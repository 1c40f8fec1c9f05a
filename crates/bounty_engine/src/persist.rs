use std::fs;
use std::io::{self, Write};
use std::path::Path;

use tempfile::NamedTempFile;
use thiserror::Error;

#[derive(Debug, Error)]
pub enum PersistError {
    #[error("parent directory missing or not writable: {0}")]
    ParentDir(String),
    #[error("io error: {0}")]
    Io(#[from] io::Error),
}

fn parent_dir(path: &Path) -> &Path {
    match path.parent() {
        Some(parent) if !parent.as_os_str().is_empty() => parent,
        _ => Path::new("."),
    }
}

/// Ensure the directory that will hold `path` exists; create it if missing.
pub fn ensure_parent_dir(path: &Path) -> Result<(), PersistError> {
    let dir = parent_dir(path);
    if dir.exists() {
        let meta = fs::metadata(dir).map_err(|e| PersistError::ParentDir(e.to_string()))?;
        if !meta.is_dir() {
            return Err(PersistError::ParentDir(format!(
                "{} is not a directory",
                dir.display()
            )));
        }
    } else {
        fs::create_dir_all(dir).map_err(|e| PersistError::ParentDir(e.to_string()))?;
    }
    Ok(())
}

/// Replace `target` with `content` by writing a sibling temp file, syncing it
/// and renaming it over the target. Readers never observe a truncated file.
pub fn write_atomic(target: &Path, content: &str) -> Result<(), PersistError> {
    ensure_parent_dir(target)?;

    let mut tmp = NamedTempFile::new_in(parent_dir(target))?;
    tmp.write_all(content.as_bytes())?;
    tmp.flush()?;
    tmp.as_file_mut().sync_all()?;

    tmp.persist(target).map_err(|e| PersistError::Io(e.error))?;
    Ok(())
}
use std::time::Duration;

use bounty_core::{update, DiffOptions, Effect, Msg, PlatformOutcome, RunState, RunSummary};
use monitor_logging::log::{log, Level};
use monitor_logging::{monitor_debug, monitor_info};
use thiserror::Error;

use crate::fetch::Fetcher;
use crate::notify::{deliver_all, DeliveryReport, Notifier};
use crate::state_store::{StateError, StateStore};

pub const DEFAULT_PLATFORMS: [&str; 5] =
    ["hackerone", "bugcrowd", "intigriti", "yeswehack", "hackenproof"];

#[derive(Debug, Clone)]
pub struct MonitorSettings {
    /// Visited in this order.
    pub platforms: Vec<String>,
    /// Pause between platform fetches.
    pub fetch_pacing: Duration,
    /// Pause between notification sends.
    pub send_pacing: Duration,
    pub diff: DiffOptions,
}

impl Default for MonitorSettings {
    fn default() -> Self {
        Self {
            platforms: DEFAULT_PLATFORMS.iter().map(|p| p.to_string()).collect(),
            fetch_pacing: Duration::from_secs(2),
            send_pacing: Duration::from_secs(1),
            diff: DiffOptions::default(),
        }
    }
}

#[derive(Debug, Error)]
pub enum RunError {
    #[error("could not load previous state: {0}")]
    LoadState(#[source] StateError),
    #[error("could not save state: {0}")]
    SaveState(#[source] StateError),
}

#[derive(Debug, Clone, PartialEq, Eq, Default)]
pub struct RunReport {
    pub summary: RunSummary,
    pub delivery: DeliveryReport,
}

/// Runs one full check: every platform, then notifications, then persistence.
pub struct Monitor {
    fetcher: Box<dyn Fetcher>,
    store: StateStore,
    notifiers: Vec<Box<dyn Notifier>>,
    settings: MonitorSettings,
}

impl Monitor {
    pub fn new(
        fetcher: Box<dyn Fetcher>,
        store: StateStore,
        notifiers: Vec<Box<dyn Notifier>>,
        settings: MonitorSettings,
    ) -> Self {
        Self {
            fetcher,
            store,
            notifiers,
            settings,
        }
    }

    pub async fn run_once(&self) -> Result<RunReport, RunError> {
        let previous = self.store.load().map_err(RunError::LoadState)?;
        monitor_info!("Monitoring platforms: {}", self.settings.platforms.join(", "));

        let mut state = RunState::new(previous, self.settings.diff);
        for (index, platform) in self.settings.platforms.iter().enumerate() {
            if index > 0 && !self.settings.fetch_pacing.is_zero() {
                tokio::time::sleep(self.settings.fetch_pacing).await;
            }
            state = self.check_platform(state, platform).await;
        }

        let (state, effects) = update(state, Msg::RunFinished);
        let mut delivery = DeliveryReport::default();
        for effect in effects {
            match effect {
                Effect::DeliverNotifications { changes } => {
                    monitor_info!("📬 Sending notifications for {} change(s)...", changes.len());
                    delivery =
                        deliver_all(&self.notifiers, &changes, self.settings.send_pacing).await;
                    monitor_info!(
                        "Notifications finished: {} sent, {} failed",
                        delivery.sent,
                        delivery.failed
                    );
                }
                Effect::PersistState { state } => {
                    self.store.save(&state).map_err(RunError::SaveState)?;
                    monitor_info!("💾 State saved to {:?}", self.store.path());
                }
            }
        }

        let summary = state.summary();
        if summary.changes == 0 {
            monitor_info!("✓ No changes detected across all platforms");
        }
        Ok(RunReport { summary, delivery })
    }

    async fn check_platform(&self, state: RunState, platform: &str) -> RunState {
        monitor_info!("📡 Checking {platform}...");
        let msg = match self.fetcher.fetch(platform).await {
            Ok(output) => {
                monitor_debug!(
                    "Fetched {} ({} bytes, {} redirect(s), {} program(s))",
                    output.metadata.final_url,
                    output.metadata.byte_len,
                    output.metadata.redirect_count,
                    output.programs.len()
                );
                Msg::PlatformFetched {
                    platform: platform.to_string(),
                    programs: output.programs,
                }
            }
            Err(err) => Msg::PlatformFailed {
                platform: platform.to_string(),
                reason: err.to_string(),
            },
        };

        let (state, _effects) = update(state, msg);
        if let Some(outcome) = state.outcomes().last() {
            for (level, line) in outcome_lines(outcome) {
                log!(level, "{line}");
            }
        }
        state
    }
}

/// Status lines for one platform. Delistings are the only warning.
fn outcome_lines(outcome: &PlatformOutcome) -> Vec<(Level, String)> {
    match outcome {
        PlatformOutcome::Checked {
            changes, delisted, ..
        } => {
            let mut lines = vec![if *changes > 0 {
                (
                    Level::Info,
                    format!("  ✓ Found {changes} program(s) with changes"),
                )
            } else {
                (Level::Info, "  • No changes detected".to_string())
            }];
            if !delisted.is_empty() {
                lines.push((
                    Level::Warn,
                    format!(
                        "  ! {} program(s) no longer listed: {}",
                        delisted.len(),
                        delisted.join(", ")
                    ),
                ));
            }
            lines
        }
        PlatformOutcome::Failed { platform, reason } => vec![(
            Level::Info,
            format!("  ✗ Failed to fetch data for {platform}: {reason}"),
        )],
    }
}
* * * * *
▶ TASK
Out of the records above, pull the lines that include the word "LoadState".

▶ FINISHED TASK
    LoadState(#[source] StateError),
        let previous = self.store.load().map_err(RunError::LoadState)?;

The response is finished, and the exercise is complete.